Here’s how Trump’s latest move could have a big impact on Beaufort County waters
Under a proposed plan from President Donald J. Trump’s administration, Beaufort County offshore waters — and most of U.S. federal waters — would soon serve a new purpose: oil and gas drilling.
The U.S. Department of Interior’s Bureau of Ocean Energy Management announced Thursday a new five-year leasing plan to open up the largest amount of federal waters on record to offshore drilling, including previously protected parts of the Arctic, Pacific and Atlantic oceans. Only some waters off Alaska would be excluded.
In January 2017, the Obama administration shut the door on drilling in the Atlantic Ocean. In April, however, an executive order by Trump required the Bureau of Ocean Energy Management to start preparing a new National Outer Continental Shelf Oil & Gas Leasing Program for 2019-2024, which would open parts of the Atlantic to offshore drilling.
Frank Knapp is the president of the Business Alliance for Protecting the Atlantic Coast, the leading business organization opposing seismic testing and offshore drilling for oil in the Atlantic.
According to Knapp, organizations and community members against offshore drilling are up against the same fight they were in March 2016, when the Obama administration proposed opening the Atlantic Ocean to oil and gas exploration.
“The magnitude of business opposition to drilling in the Atlantic for oil and gas is now far more evident,” Knapp said in a news release. “Drilling for oil inevitably leads to leaks and spills. Whether it means spills the size of Deepwater Horizon in the Gulf or just tar balls washing ashore as is the case along the California coast, drilling for oil is simply inconsistent with our Atlantic Coast economy.”
The latest move, which aims to fulfill Trump’s promise to expand domestic energy production, has raised a large wave of opposition from environmentalists, state officials and business groups.

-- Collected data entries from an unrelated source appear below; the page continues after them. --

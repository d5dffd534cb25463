//! Vulkan logical device and queue management.
//!
//! [`Device`] owns the `VkDevice`, one queue per distinct family chosen by
//! the selector, the gpu-allocator instance used for image memory, and the
//! depth format detected for this GPU.
//!
//! # Example
//!
//! ```no_run
//! use ember_rhi::device::Device;
//! use ember_rhi::instance::Instance;
//! use ember_rhi::physical_device::PhysicalDeviceInfo;
//!
//! # fn example(instance: &Instance, selected: PhysicalDeviceInfo)
//! #     -> Result<(), ember_rhi::RhiError> {
//! let device = Device::new(instance, selected)?;
//! println!("Depth format: {:?}", device.depth_format());
//! device.wait_idle()?;
//! # Ok(())
//! # }
//! ```

use std::mem::ManuallyDrop;
use std::sync::{Arc, Mutex, MutexGuard};

use ash::vk;
use gpu_allocator::vulkan::{Allocator, AllocatorCreateDesc};
use tracing::{debug, error, info};

use crate::error::{RhiError, RhiResult};
use crate::instance::Instance;
use crate::physical_device::{PhysicalDeviceInfo, QueueFamilyIndices};

pub(crate) const DEVICE_EXTENSIONS: &[&std::ffi::CStr] = &[ash::khr::swapchain::NAME];

/// Depth formats tried in order of preference.
pub const DEPTH_FORMAT_CANDIDATES: [vk::Format; 3] = [
    vk::Format::D32_SFLOAT,
    vk::Format::D32_SFLOAT_S8_UINT,
    vk::Format::D24_UNORM_S8_UINT,
];

/// Vulkan logical device wrapper.
///
/// Shared as `Arc<Device>` by every object created from it; the device is
/// destroyed when the last of them is dropped.
///
/// # Thread Safety
///
/// `Device` is `Send + Sync`. The allocator is behind a `Mutex`. Queue
/// submission is externally synchronized in Vulkan, so submit to a given
/// queue from one thread at a time.
pub struct Device {
    /// Loaded device function table.
    device: ash::Device,
    /// The physical device and the queue families chosen for it.
    physical_device: PhysicalDeviceInfo,
    /// Memory allocator; dropped manually before `vkDestroyDevice`.
    allocator: ManuallyDrop<Mutex<Allocator>>,
    /// Queue used for rendering submissions.
    graphics_queue: vk::Queue,
    /// Queue used for presentation; may equal `graphics_queue`.
    present_queue: vk::Queue,
    /// Queue from the preferred transfer family.
    transfer_queue: vk::Queue,
    /// Compute queue, if a compute family was found.
    compute_queue: Option<vk::Queue>,
    /// Graphics queue family index.
    graphics_family: u32,
    /// Present queue family index.
    present_family: u32,
    /// Transfer queue family index.
    transfer_family: u32,
    /// First supported entry of [`DEPTH_FORMAT_CANDIDATES`].
    depth_format: vk::Format,
}

impl Device {
    /// Creates the logical device for a selected physical device.
    ///
    /// One queue is created per distinct family. The swapchain extension
    /// and sampler anisotropy are enabled. The depth format is detected
    /// before the device exists and the allocator is created after.
    ///
    /// # Arguments
    ///
    /// * `instance` - The Vulkan instance
    /// * `physical_device` - Result of physical device selection
    ///
    /// # Errors
    ///
    /// * [`RhiError::NoSuitableDevice`] if the selection lacks a graphics,
    ///   present or transfer family
    /// * [`RhiError::UnsupportedDepthFormat`] if no depth candidate works
    /// * An error if device or allocator creation fails; a device created
    ///   before an allocator failure is destroyed again
    pub fn new(instance: &Instance, physical_device: PhysicalDeviceInfo) -> RhiResult<Arc<Self>> {
        let families = physical_device.queue_families;
        let graphics_family = require_family(families.graphics_family, "graphics")?;
        let present_family = require_family(families.present_family, "present")?;
        let transfer_family = require_family(families.transfer_family, "transfer")?;

        let depth_format = choose_depth_format(&DEPTH_FORMAT_CANDIDATES, |format| unsafe {
            instance
                .handle()
                .get_physical_device_format_properties(physical_device.device, format)
        })?;
        info!("Depth format: {:?}", depth_format);

        let unique_families = families.unique_families();
        let queue_priorities = [1.0f32];

        let queue_create_infos: Vec<vk::DeviceQueueCreateInfo> = unique_families
            .iter()
            .map(|&family| {
                vk::DeviceQueueCreateInfo::default()
                    .queue_family_index(family)
                    .queue_priorities(&queue_priorities)
            })
            .collect();

        debug!(
            "Creating {} queue(s) for families: {:?}",
            queue_create_infos.len(),
            unique_families
        );

        let features = vk::PhysicalDeviceFeatures::default().sampler_anisotropy(true);

        let extension_names: Vec<*const std::ffi::c_char> =
            DEVICE_EXTENSIONS.iter().map(|ext| ext.as_ptr()).collect();

        let create_info = vk::DeviceCreateInfo::default()
            .queue_create_infos(&queue_create_infos)
            .enabled_extension_names(&extension_names)
            .enabled_features(&features);

        let device = unsafe {
            instance
                .handle()
                .create_device(physical_device.device, &create_info, None)?
        };

        info!(
            "Logical device created with {} extension(s)",
            DEVICE_EXTENSIONS.len()
        );

        let graphics_queue = unsafe { device.get_device_queue(graphics_family, 0) };
        let present_queue = unsafe { device.get_device_queue(present_family, 0) };
        let transfer_queue = unsafe { device.get_device_queue(transfer_family, 0) };
        let compute_queue = families
            .compute_family
            .map(|family| unsafe { device.get_device_queue(family, 0) });

        debug!(
            "Queues: graphics={}, present={}, transfer={}, compute={:?}",
            graphics_family, present_family, transfer_family, families.compute_family
        );

        let allocator = match Allocator::new(&AllocatorCreateDesc {
            instance: instance.handle().clone(),
            device: device.clone(),
            physical_device: physical_device.device,
            debug_settings: Default::default(),
            buffer_device_address: false,
            allocation_sizes: Default::default(),
        }) {
            Ok(allocator) => allocator,
            Err(e) => {
                unsafe { device.destroy_device(None) };
                return Err(e.into());
            }
        };

        info!("GPU memory allocator initialized");

        Ok(Arc::new(Self {
            device,
            physical_device,
            allocator: ManuallyDrop::new(Mutex::new(allocator)),
            graphics_queue,
            present_queue,
            transfer_queue,
            compute_queue,
            graphics_family,
            present_family,
            transfer_family,
            depth_format,
        }))
    }

    /// Returns the `ash` device used for raw Vulkan calls.
    #[inline]
    pub fn handle(&self) -> &ash::Device {
        &self.device
    }

    #[inline]
    pub fn physical_device(&self) -> vk::PhysicalDevice {
        self.physical_device.device
    }

    #[inline]
    pub fn physical_device_info(&self) -> &PhysicalDeviceInfo {
        &self.physical_device
    }

    #[inline]
    pub fn graphics_queue(&self) -> vk::Queue {
        self.graphics_queue
    }

    #[inline]
    pub fn present_queue(&self) -> vk::Queue {
        self.present_queue
    }

    #[inline]
    pub fn transfer_queue(&self) -> vk::Queue {
        self.transfer_queue
    }

    #[inline]
    pub fn compute_queue(&self) -> Option<vk::Queue> {
        self.compute_queue
    }

    #[inline]
    pub fn graphics_family(&self) -> u32 {
        self.graphics_family
    }

    #[inline]
    pub fn present_family(&self) -> u32 {
        self.present_family
    }

    #[inline]
    pub fn transfer_family(&self) -> u32 {
        self.transfer_family
    }

    #[inline]
    pub fn queue_families(&self) -> &QueueFamilyIndices {
        &self.physical_device.queue_families
    }

    /// Depth attachment format detected at device creation.
    #[inline]
    pub fn depth_format(&self) -> vk::Format {
        self.depth_format
    }

    /// Locks the memory allocator.
    ///
    /// # Errors
    ///
    /// Returns [`RhiError::AllocatorPoisoned`] if a previous holder
    /// panicked.
    pub fn allocator(&self) -> RhiResult<MutexGuard<'_, Allocator>> {
        self.allocator.lock().map_err(|_| RhiError::AllocatorPoisoned)
    }

    /// Blocks until every queue of the device is idle.
    ///
    /// # Errors
    ///
    /// Returns an error if `vkDeviceWaitIdle` fails, typically on device
    /// loss.
    pub fn wait_idle(&self) -> RhiResult<()> {
        unsafe { self.device.device_wait_idle()? };
        Ok(())
    }

    /// Submits to the graphics queue.
    ///
    /// # Errors
    ///
    /// Returns an error if `vkQueueSubmit` fails.
    ///
    /// # Safety
    ///
    /// Every handle referenced by `submit_infos` must be valid and the
    /// command buffers must have finished recording.
    pub unsafe fn submit_graphics(
        &self,
        submit_infos: &[vk::SubmitInfo],
        fence: vk::Fence,
    ) -> RhiResult<()> {
        unsafe {
            self.device
                .queue_submit(self.graphics_queue, submit_infos, fence)?;
        }
        Ok(())
    }
}

impl Drop for Device {
    fn drop(&mut self) {
        unsafe {
            if let Err(e) = self.device.device_wait_idle() {
                error!("Failed to wait for device idle during drop: {:?}", e);
            }
            // The allocator frees its memory blocks through the device.
            ManuallyDrop::drop(&mut self.allocator);
            self.device.destroy_device(None);
        }
        info!("Logical device destroyed");
    }
}

// ash::Device is Send + Sync, queues are plain handles and the allocator is
// behind a Mutex.
unsafe impl Send for Device {}
unsafe impl Sync for Device {}

fn require_family(family: Option<u32>, name: &str) -> RhiResult<u32> {
    family.ok_or_else(|| {
        error!("Selected device has no {} queue family", name);
        RhiError::NoSuitableDevice
    })
}

/// Picks the first candidate usable as a depth/stencil attachment with
/// either linear or optimal tiling.
pub fn choose_depth_format<F>(candidates: &[vk::Format], format_properties: F) -> RhiResult<vk::Format>
where
    F: Fn(vk::Format) -> vk::FormatProperties,
{
    let required = vk::FormatFeatureFlags::DEPTH_STENCIL_ATTACHMENT;

    candidates
        .iter()
        .copied()
        .find(|&format| {
            let properties = format_properties(format);
            properties.linear_tiling_features.contains(required)
                || properties.optimal_tiling_features.contains(required)
        })
        .ok_or(RhiError::UnsupportedDepthFormat)
}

As it’s currently written, the plan enables private companies to begin drilling in the Atlantic as early as 2020. Seismic testing, which is a way to search for oil and gas deposits, would begin much sooner than.
Diane Hoskins, campaign director at the national environmental organization, said the plan completely disregards the opinions of local stakeholders along the coast.
“The Trump administration’s plan not only ignores the risky nature of dirty and dangerous drilling, but also the people and coastal businesses who would be most affected. The administration’s proposal would put large multinational corporations ahead of coastal residents and healthy ocean-dependent economies,” Hoskins said in a news release.
In U.S. coastal states, 2.2 million American jobs and $108.37 billion in revenues depend on healthy ocean ecosystems, according to the National Ocean Economics Program’s 2016 report.
Opposition to Atlantic Ocean drilling and seismic airgun blasting has grown to millions of East Coast residents, more than 150 municipalities, 41,000 businesses and half a million fishing families.
More than 1,200 local, state and federal elected officials, including Rep. Mark Sanford and Beaufort Mayor Billy Keyserling, as well as the governors of New Jersey, Delaware, Maryland, Virginia, North Carolina, South Carolina, California, Oregon and Washington, have all formally opposed offshore drilling, according the environmental organization Oceana.
Members of the S.C. House of Representative formed a subcommittee last year to look at the pros and cons of leases for offshore testing and drilling. The subcommittee, Off-shore Drilling Ad Hoc Committee, is expected to report back to the Legislature.
Keyserling said that he was not surprised with the recent announcement, but that he was “ready to fight it as much as it takes.”
When the Obama Administration announced plans to open up the Atlantic to drilling in 2016, the City of Beaufort was the first municipality in South Carolina to pass a resolution in opposition. Keyserling said he expects the city council will take a similar measure at their meeting on Tuesday.
“We’re diligently watching and we’re vehemently opposed,” Keyserling said. “It’s not a matter of national security; it’s not a matter of energy needs; it’s a matter of risks and looking for oil that we don’t believe is there.”
Starting Monday, residents, organizations and public officials have 60 days to formally oppose the recent plan.